Czas przejścia: 6 godzin
Trasa: mapa-turystyczna.pl
Dojazd: pociąg, taxi
Miejsce przybicia pieczątki: Schronisko Wysoki Kamień
Trudności: trasa łatwa, rodzinna, na szczyt nie prowadzi jednak żaden szlak, więc we mgle można się łatwo zgubić
Atrakcje w okolicy: Kopalnia Kwarcu „Stanisław”, Punkt widokowy „Wysoki Kamień”
Taxi do Jakuszyc
Prognozy pogody tego dnia nie napawały optymizmem. Zapowiadano przelotne opady. My mieliśmy jednak plan aby w ciągu trzech tygodni zakończyć projekt zdobywania Korony Gór Polski. Wysoka Kopa miała być naszym 26 z 28 szczytów a termin na zdobycie Rysów był już dopięty na długi sierpniowy weekend 2017 roku. Zebraliśmy się więc w sobie i pociągiem dojechaliśmy z Wrocławia do Szklarskiej Poręby skąd zamówiliśmy taksówkę do Jakuszyc.
Wszystko zapowiadało się całkiem normalnie, 8 km trasę pokonaliśmy w 15 min. Gdy przyszło do płacenia okazało się, że musimy wysupłać całe 70 zł za przejazd. Byliśmy zdziwieni, cena miała nie przekroczyć 50 zł (wg pani dyspozytor), ale że niedziela, specjalne zamówienie… Nie przekonaliśmy taksówkarza do naszych racji, zapłaciliśmy ale z poczuciem, że nigdy więcej na tą korporację się nie zdecydujemy. Zależało nam jednak aby trasę pokonać bez przejścia dwukrotnie tym samym szlakiem, stąd decyzja aby wyruszyć z Jakuszyc (dokąd w ówczesnym czasie nie dojeżdżał pociąg w pasujących nam godzinach).
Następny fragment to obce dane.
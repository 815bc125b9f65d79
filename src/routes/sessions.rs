use axum::{
    Json, Router,
    extract::{Path, State},
    http::HeaderMap,
    routing::{get, post},
};
use tracing::debug;

use crate::{
    auth::bearer_token,
    dto::{session::SessionSummary, validation::validate_session_code},
    error::AppError,
    services::session_service,
    state::SharedState,
};

/// Routes handling session creation and reconciliation.
pub fn router() -> Router<SharedState> {
    Router::new()
        .route("/sessions", post(create_session))
        .route("/sessions/{code}", get(get_session))
}

/// Create a fresh session owned by the caller, with a collision-checked code.
#[utoipa::path(
    post,
    path = "/sessions",
    tag = "sessions",
    responses(
        (status = 200, description = "Session created", body = SessionSummary),
        (status = 401, description = "No verified identity presented"),
        (status = 503, description = "Code generation exhausted or store unavailable")
    )
)]
pub async fn create_session(
    State(state): State<SharedState>,
    headers: HeaderMap,
) -> Result<Json<SessionSummary>, AppError> {
    let session = session_service::create_session(&state, bearer_token(&headers)).await?;
    Ok(Json(session.into()))
}

/// Fetch a session, reconciling the server cache against the store row.
#[utoipa::path(
    get,
    path = "/sessions/{code}",
    tag = "sessions",
    params(("code" = String, Path, description = "Join code of the session")),
    responses(
        (status = 200, description = "Authoritative session state", body = SessionSummary),
        (status = 404, description = "No session with this code")
    )
)]
pub async fn get_session(
    State(state): State<SharedState>,
    Path(code): Path<String>,
) -> Result<Json<SessionSummary>, AppError> {
    validate_session_code(&code)
        .map_err(|err| AppError::BadRequest(format!("invalid session code: {err}")))?;

    let outcome = session_service::reconcile(&state, &code).await?;
    if outcome.drift_corrected {
        debug!(code, "served freshly reconciled session state");
    }
    Ok(Json(outcome.session.into()))
}
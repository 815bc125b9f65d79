use axum::{Json, Router, extract::State, routing::get};

use crate::{dto::health::HealthCheckResult, services::health_service, state::SharedState};

#[utoipa::path(
    get,
    path = "/healthcheck",
    tag = "health",
    responses((status = 200, description = "Probe result; degraded health travels in the body", body = HealthCheckResult))
)]
/// Run a health probe against the configured session store.
///
/// Always answers HTTP 200: `misconfigured` and `unhealthy` are verdicts in
/// the body, so monitoring can distinguish a failed check from an unreachable
/// probe endpoint.
pub async fn healthcheck(State(state): State<SharedState>) -> Json<HealthCheckResult> {
    let result = health_service::probe(&state).await;
    Json(result)
}

/// Configure the health routes subtree. Both verbs map to the same probe so
/// simple webhook-style monitors can POST.
pub fn router() -> Router<SharedState> {
    Router::<SharedState>::new().route("/healthcheck", get(healthcheck).post(healthcheck))
}
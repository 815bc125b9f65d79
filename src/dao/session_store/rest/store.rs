use std::sync::Arc;

use futures::future::BoxFuture;
use reqwest::{Client, Method, StatusCode, header};

use crate::dao::{
    models::{SessionEntity, SessionPatch},
    session_store::SessionStore,
    storage::{StorageError, StorageResult},
};

use super::{
    RestConfig, RestDaoError, RestResult,
    models::{PatchBody, SessionRow, VersionRow},
};

const SESSIONS_PATH: &str = "rest/v1/sessions";
const API_KEY_HEADER: &str = "apikey";

/// [`SessionStore`] backed by the hosted store's REST interface.
#[derive(Clone)]
pub struct RestSessionStore {
    client: Client,
    base_url: Arc<str>,
    api_key: Arc<str>,
}

impl RestSessionStore {
    /// Build a client and verify the sessions table is reachable.
    pub async fn connect(config: RestConfig) -> RestResult<Self> {
        let client = Client::builder()
            .build()
            .map_err(|source| RestDaoError::ClientBuilder { source })?;

        let store = Self {
            client,
            base_url: Arc::<str>::from(config.base_url.as_str()),
            api_key: Arc::<str>::from(config.api_key.as_str()),
        };

        store.probe().await?;
        Ok(store)
    }

    fn request(&self, method: Method) -> reqwest::RequestBuilder {
        let url = format!("{}/{}", self.base_url, SESSIONS_PATH);
        self.client
            .request(method, url)
            .header(API_KEY_HEADER, self.api_key.as_ref())
            .bearer_auth(self.api_key.as_ref())
    }

    /// Minimal authenticated read against the sessions table.
    async fn probe(&self) -> RestResult<()> {
        let response = self
            .request(Method::GET)
            .query(&[("select", "code"), ("limit", "1")])
            .send()
            .await
            .map_err(|source| RestDaoError::RequestSend {
                path: SESSIONS_PATH.into(),
                source,
            })?;

        if response.status().is_success() {
            Ok(())
        } else {
            Err(RestDaoError::RequestStatus {
                path: SESSIONS_PATH.into(),
                status: response.status(),
            })
        }
    }

    async fn fetch_rows(&self, query: &[(&str, String)]) -> RestResult<Vec<SessionRow>> {
        let response = self
            .request(Method::GET)
            .query(query)
            .send()
            .await
            .map_err(|source| RestDaoError::RequestSend {
                path: SESSIONS_PATH.into(),
                source,
            })?;

        if !response.status().is_success() {
            return Err(RestDaoError::RequestStatus {
                path: SESSIONS_PATH.into(),
                status: response.status(),
            });
        }

        response
            .json::<Vec<SessionRow>>()
            .await
            .map_err(|source| RestDaoError::DecodeResponse {
                path: SESSIONS_PATH.into(),
                source,
            })
    }

    async fn fetch_version(&self, code: &str) -> StorageResult<u64> {
        let response = self
            .request(Method::GET)
            .query(&[
                ("select", "version".to_string()),
                ("code", format!("eq.{code}")),
                ("limit", "1".to_string()),
            ])
            .send()
            .await
            .map_err(|source| RestDaoError::RequestSend {
                path: SESSIONS_PATH.into(),
                source,
            })?;

        if !response.status().is_success() {
            return Err(RestDaoError::RequestStatus {
                path: SESSIONS_PATH.into(),
                status: response.status(),
            }
            .into());
        }

        let mut rows = response.json::<Vec<VersionRow>>().await.map_err(|source| {
            RestDaoError::DecodeResponse {
                path: SESSIONS_PATH.into(),
                source,
            }
        })?;

        rows.pop().map(|row| row.version).ok_or(StorageError::NoRows)
    }

    async fn patch_rows(
        &self,
        query: &[(&str, String)],
        body: &PatchBody,
    ) -> RestResult<Vec<SessionRow>> {
        let response = self
            .request(Method::PATCH)
            .query(query)
            .header(header::HeaderName::from_static("prefer"), "return=representation")
            .json(body)
            .send()
            .await
            .map_err(|source| RestDaoError::RequestSend {
                path: SESSIONS_PATH.into(),
                source,
            })?;

        if !response.status().is_success() {
            return Err(RestDaoError::RequestStatus {
                path: SESSIONS_PATH.into(),
                status: response.status(),
            });
        }

        response
            .json::<Vec<SessionRow>>()
            .await
            .map_err(|source| RestDaoError::DecodeResponse {
                path: SESSIONS_PATH.into(),
                source,
            })
    }
}

impl SessionStore for RestSessionStore {
    fn find_session(
        &self,
        code: String,
    ) -> BoxFuture<'static, StorageResult<Option<SessionEntity>>> {
        let store = self.clone();
        Box::pin(async move {
            let query = [
                ("select", "*".to_string()),
                ("code", format!("eq.{code}")),
                ("limit", "1".to_string()),
            ];
            let mut rows = store.fetch_rows(&query).await?;
            match rows.pop() {
                Some(row) => row.into_entity().map(Some),
                None => Ok(None),
            }
        })
    }

    fn insert_session(&self, session: SessionEntity) -> BoxFuture<'static, StorageResult<()>> {
        let store = self.clone();
        Box::pin(async move {
            let code = session.code.clone();
            let row = SessionRow::from_entity(session);
            let response = store
                .request(Method::POST)
                .header(header::HeaderName::from_static("prefer"), "return=minimal")
                .json(&row)
                .send()
                .await
                .map_err(|source| RestDaoError::RequestSend {
                    path: SESSIONS_PATH.into(),
                    source,
                })?;

            match response.status() {
                // Uniqueness violation: another generator claimed the code first.
                StatusCode::CONFLICT => Err(StorageError::Conflict { code }),
                status if status.is_success() => Ok(()),
                status => Err(RestDaoError::RequestStatus {
                    path: SESSIONS_PATH.into(),
                    status,
                }
                .into()),
            }
        })
    }

    fn update_session(
        &self,
        code: String,
        expected_version: u64,
        patch: SessionPatch,
    ) -> BoxFuture<'static, StorageResult<SessionEntity>> {
        let store = self.clone();
        Box::pin(async move {
            let body = PatchBody::new(patch, expected_version + 1);
            let query = [
                ("code", format!("eq.{code}")),
                ("version", format!("eq.{expected_version}")),
            ];
            let mut rows = store.patch_rows(&query, &body).await?;
            match rows.pop() {
                Some(row) => row.into_entity(),
                // Nothing matched: the row either moved on or never existed.
                None => match store.fetch_version(&code).await {
                    Ok(_) => Err(StorageError::Conflict { code }),
                    Err(StorageError::NoRows) => Err(StorageError::NoRows),
                    Err(err) => Err(err),
                },
            }
        })
    }

    fn force_update_session(
        &self,
        code: String,
        patch: SessionPatch,
    ) -> BoxFuture<'static, StorageResult<SessionEntity>> {
        let store = self.clone();
        Box::pin(async move {
            let current = store.fetch_version(&code).await?;
            let body = PatchBody::new(patch, current + 1);
            let query = [("code", format!("eq.{code}"))];
            let mut rows = store.patch_rows(&query, &body).await?;
            rows.pop()
                .ok_or(StorageError::NoRows)
                .and_then(SessionRow::into_entity)
        })
    }

    fn count_sessions(&self) -> BoxFuture<'static, StorageResult<u64>> {
        let store = self.clone();
        Box::pin(async move {
            let response = store
                .request(Method::GET)
                .query(&[("select", "code")])
                .header(header::HeaderName::from_static("prefer"), "count=exact")
                .header(header::RANGE, "0-0")
                .send()
                .await
                .map_err(|source| RestDaoError::RequestSend {
                    path: SESSIONS_PATH.into(),
                    source,
                })?;

            if !response.status().is_success() {
                return Err(RestDaoError::RequestStatus {
                    path: SESSIONS_PATH.into(),
                    status: response.status(),
                }
                .into());
            }

            response
                .headers()
                .get(header::CONTENT_RANGE)
                .and_then(|value| value.to_str().ok())
                .and_then(parse_content_range)
                .ok_or_else(|| {
                    RestDaoError::InvalidCountHeader {
                        path: SESSIONS_PATH.into(),
                    }
                    .into()
                })
        })
    }

    fn health_check(&self) -> BoxFuture<'static, StorageResult<()>> {
        let store = self.clone();
        Box::pin(async move { store.probe().await.map_err(Into::into) })
    }

    fn try_reconnect(&self) -> BoxFuture<'static, StorageResult<()>> {
        let store = self.clone();
        Box::pin(async move { store.probe().await.map_err(Into::into) })
    }
}

/// Extract the total from a `Content-Range` header such as `0-0/42` or `*/42`.
fn parse_content_range(value: &str) -> Option<u64> {
    value.rsplit('/').next()?.parse::<u64>().ok()
}
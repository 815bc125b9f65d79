use std::time::SystemTime;
use time::{OffsetDateTime, format_description::well_known::Rfc3339};

pub mod event;
pub mod health;
pub mod session;
pub mod sse;
pub mod validation;

fn format_system_time(time: SystemTime) -> String {
    OffsetDateTime::from(time)
        .format(&Rfc3339)
        .unwrap_or_else(|_| "invalid-timestamp".into())
}
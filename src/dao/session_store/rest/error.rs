//! Error types shared by the REST storage implementation.

use reqwest::StatusCode;
use thiserror::Error;

use crate::dao::storage::StorageError;

/// Convenient result alias returning [`RestDaoError`] failures.
pub type RestResult<T> = Result<T, RestDaoError>;

/// Failures that can occur while talking to the hosted store.
#[derive(Debug, Error)]
pub enum RestDaoError {
    /// Building the HTTP client failed (invalid TLS setup, etc).
    #[error("failed to build store client")]
    ClientBuilder {
        #[source]
        source: reqwest::Error,
    },
    /// A request could not be sent.
    #[error("failed to send store request to `{path}`")]
    RequestSend {
        path: String,
        #[source]
        source: reqwest::Error,
    },
    /// The store returned an unexpected status code.
    #[error("unexpected store response status {status} for `{path}`")]
    RequestStatus { path: String, status: StatusCode },
    /// Response payload could not be parsed into JSON.
    #[error("failed to decode store response for `{path}`")]
    DecodeResponse {
        path: String,
        #[source]
        source: reqwest::Error,
    },
    /// A row carried a timestamp that is not valid RFC 3339.
    #[error("invalid timestamp in store row for `{path}`")]
    InvalidTimestamp {
        path: String,
        #[source]
        source: time::error::Parse,
    },
    /// A count response was missing or carried an unparsable range header.
    #[error("missing or invalid count header for `{path}`")]
    InvalidCountHeader { path: String },
}

impl From<RestDaoError> for StorageError {
    fn from(err: RestDaoError) -> Self {
        match &err {
            RestDaoError::RequestStatus { status, .. }
                if *status == StatusCode::UNAUTHORIZED || *status == StatusCode::FORBIDDEN =>
            {
                StorageError::PermissionDenied
            }
            _ => StorageError::unavailable(err.to_string(), err),
        }
    }
}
Humor nam nieco poprawił duży napis „Dolny Śląsk”, motyle oraz kwitnące w okolicy naparstnice.
Wysoka Kopa
Wędrówka zielony a następnie niebieskim szlakiem z Jakuszyc w stronę Głównego Szlaku Sudeckiego jest dość monotonna, gdyż droga wiedzie szerokim duktem leśnym, po którym jeździ sporo rowerzystów. Pogoda powoli się nam psuła a w oddali słychać było grzmoty (burze wg aplikacji pogodowej miały jednak ominąć nasz odcinek szlaku). Po ok. 1 h wędrówki skręciliśmy w czerwony szlak. Padało już dość mocno, założyliśmy więc peleryny. Okolica piękniała, szlak wiedzie bowiem między niskimi świerkami, pod którymi pięknie ścielą się mchy i borówki. Wkrótce dochodzimy do ścieżki, która zdąża w stronę szczytu Wysokiej Kopy.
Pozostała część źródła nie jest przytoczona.